Il avait froid. Il n'avait pas dormi de la nuit. Il allait devoir procéder à de la charcuterie sur des cadavres bien pourris en ayant l'estomac vide. Son humeur, déjà guère brillante au demeurant, venait de virer au massacre. Ce docteur Krauss allait regretter de l'avoir convoqué, il s'en fit la promesse. Il s'enroula dans sa gabardine et marcha d'un pas rapide dans le couloir, tentant de se réchauffer par le mouvement. Peine perdue. L'étreinte brumeuse de ce matin imprégnait son épiderme, tout comme le savon de qualité industrielle qu'il avait utilisé.

Des éclats de voix dans la cuisine lui indiquèrent qu'il avait pris la bonne direction. Ici, le poêle perpétuellement en marche dissipait une grande partie de l'atmosphère gelée. Le crétin de lieutenant et son larbin s'y étaient réfugiés en compagnie du première classe Gebbert, de Zallmann et de celle qui s'appelait Nina. Sous le regard goguenard de cette dernière, il s'empressa de tirer une chaise près du poêle pour s'y installer.

— Alors, comment étaient nos douches, Hauptsturmführer ? s'enquit Zallmann avec une prévenance hypocrite. Pas très bien isolées, n'est-ce pas ?

— Je ne referais pas deux fois la même erreur, répondit-il avec un sourire forcé. Merci, fit-il ensuite à l'adresse de Gebbert qui lui tendait un gobelet rempli à ras-bord de caféine.

Son sale chien blanc n'était plus là.

— Nous avons remisé les cercueils dans la cave de ce bâtiment, poursuivit Zallmann tandis que Jensen glissait sa grande carcasse en bout de table pour s'emparer du pain et du beurre. Il y en a onze. Le douzième est dans l'infirmerie.

— Merveilleux, dit von Falkenstein avant de pêcher son étui à cigarettes à l'intérieur de son manteau.

— Je vais sortir des batteries pour qu'on puisse brancher les lampes, ajouta Gebbert. Je sais pas où elles sont, par contre.

— À la cave, dit Nina. Pas loin des cadavres.

Elle avait dit cela avec une grimace répugnée. De tous ceux présents ici, c'était elle qui l'insupportait le plus. À se promener ainsi la tête haute parmi les hommes sans en appartenir à aucun. Des pantalons, pas d'enfants, des diplômes, et puis quoi encore ? Si ça ne tenait qu'à lui, elle aurait fini dans un Lebensborn dès demain, à faire la seule chose à laquelle elle était apte de par sa nature : se reproduire. Elle se savait illégitime, bien sûr, elle n'était pas aussi bête ; détournant le regard à chaque fois qu'elle croisait le sien. Elle avait tout intérêt à se faire petite, sinon elle non plus, il n'allait pas la rater.

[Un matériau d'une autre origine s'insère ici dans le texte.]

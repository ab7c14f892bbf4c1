//! Config subcommand handlers.

use std::io::IsTerminal;

use dialoguer::Input;

use crate::cli::{ConfigArgs, ConfigCommand, GlobalOpts};
use crate::config::{self, Config, Profile};
use crate::error::CliError;
use crate::output;

// ── Helpers ─────────────────────────────────────────────────────────

/// Format config for display as TOML-like text.
fn format_config(cfg: &Config) -> String {
    use std::fmt::Write;
    let mut out = String::new();

    if let Some(ref default) = cfg.default_profile {
        let _ = writeln!(out, "default_profile = \"{default}\"");
    }
    let _ = writeln!(out);
    let _ = writeln!(out, "[defaults]");
    let _ = writeln!(out, "output = \"{}\"", cfg.defaults.output);
    let _ = writeln!(out, "color = \"{}\"", cfg.defaults.color);
    let _ = writeln!(out, "insecure = {}", cfg.defaults.insecure);
    let _ = writeln!(out, "timeout = {}", cfg.defaults.timeout);

    let mut names: Vec<_> = cfg.profiles.keys().collect();
    names.sort();
    for name in names {
        let p = &cfg.profiles[name];
        let _ = writeln!(out);
        let _ = writeln!(out, "[profiles.{name}]");
        let _ = writeln!(out, "bridge = \"{}\"", p.bridge);
        if let Some(ref ca) = p.ca_cert {
            let _ = writeln!(out, "ca_cert = \"{}\"", ca.display());
        }
        if let Some(insecure) = p.insecure {
            let _ = writeln!(out, "insecure = {insecure}");
        }
        if let Some(timeout) = p.timeout {
            let _ = writeln!(out, "timeout = {timeout}");
        }
        if let Some(debounce) = p.debounce_ms {
            let _ = writeln!(out, "debounce_ms = {debounce}");
        }
    }

    out.trim_end().to_owned()
}

/// Map a dialoguer / interactive I/O failure into CliError.
fn prompt_err(e: impl std::fmt::Display) -> CliError {
    CliError::Validation {
        field: "interactive".into(),
        reason: format!("prompt failed: {e}"),
    }
}

/// Take `value` if given, otherwise prompt on a terminal.
fn value_or_prompt(
    value: Option<String>,
    field: &str,
    prompt: &str,
    default: &str,
) -> Result<String, CliError> {
    if let Some(value) = value {
        return Ok(value);
    }
    if !std::io::stdin().is_terminal() {
        return Err(CliError::Validation {
            field: field.into(),
            reason: format!("not running interactively; pass --{field}"),
        });
    }
    Input::new()
        .with_prompt(prompt)
        .default(default.to_owned())
        .interact_text()
        .map_err(prompt_err)
}

// ── Handler ─────────────────────────────────────────────────────────

pub fn handle(args: ConfigArgs, global: &GlobalOpts) -> Result<(), CliError> {
    match args.command {
        // ── Init ────────────────────────────────────────────────────
        ConfigCommand::Init { name, url } => {
            let profile_name = value_or_prompt(name, "name", "Profile name", "default")?;
            let bridge = value_or_prompt(
                url,
                "url",
                "Bridge API URL",
                "http://localhost:8000/api",
            )?;

            bridge
                .parse::<url::Url>()
                .map_err(|e| CliError::Validation {
                    field: "url".into(),
                    reason: format!("invalid URL {bridge}: {e}"),
                })?;

            // Extend an existing file rather than replacing it
            let mut cfg = config::load_config_or_default();
            cfg.profiles
                .insert(profile_name.clone(), Profile::new(bridge));
            cfg.default_profile = Some(profile_name.clone());
            let path = config::save_config(&cfg)?;

            output::notice(
                &format!(
                    "✓ Configuration written to {}\n  Active profile: {profile_name}",
                    path.display()
                ),
                global.quiet,
            );
            Ok(())
        }

        // ── Show ────────────────────────────────────────────────────
        ConfigCommand::Show => {
            let cfg = config::load_config()?;
            let out = output::render_single(&global.output, &cfg, format_config, |_| {
                "config".into()
            });
            output::print_output(&out, global.quiet);
            Ok(())
        }

        // ── Path ────────────────────────────────────────────────────
        ConfigCommand::Path => {
            output::print_output(&config::config_path().display().to_string(), global.quiet);
            Ok(())
        }

        // ── Use <name> ─────────────────────────────────────────────
        ConfigCommand::Use { name } => {
            let mut cfg = config::load_config()?;

            if !cfg.profiles.contains_key(&name) {
                return Err(CliError::ProfileNotFound {
                    available: config::available_profiles(&cfg),
                    name,
                });
            }

            cfg.default_profile = Some(name.clone());
            config::save_config(&cfg)?;
            output::notice(&format!("✓ Default profile set to '{name}'"), global.quiet);
            Ok(())
        }
    }
}
//! Render output: styled cell grids.
//!
//! A render pass produces a [`Surface`], a 2D grid of [`Cell`]s referencing
//! [`Color`](crate::drawing::Color) and [`Style`](crate::drawing::Style)
//! values. Surfaces compose by blitting (containers) and overlaying
//! (popups); [`Surface::to_ansi`] serializes a surface to escape-coded text.

mod surface;

pub use surface::{Cell, Surface};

Le petit-déjeuner se déroula dans le silence. Gebbert et le sergent Lutz mangèrent debout faute de place dans l'étroite cuisine. Puis, sur ordre de Zallmann, ils partirent nettoyer le camion à l'eau pressurisée.

— Douze corps, soupira ce dernier en balançant sa tasse dans l'évier déjà plein. Je me demande à quoi pensait Viktor en nous envoyant autant de macchabées. Y a personne qui lave jamais rien ici ou bien ?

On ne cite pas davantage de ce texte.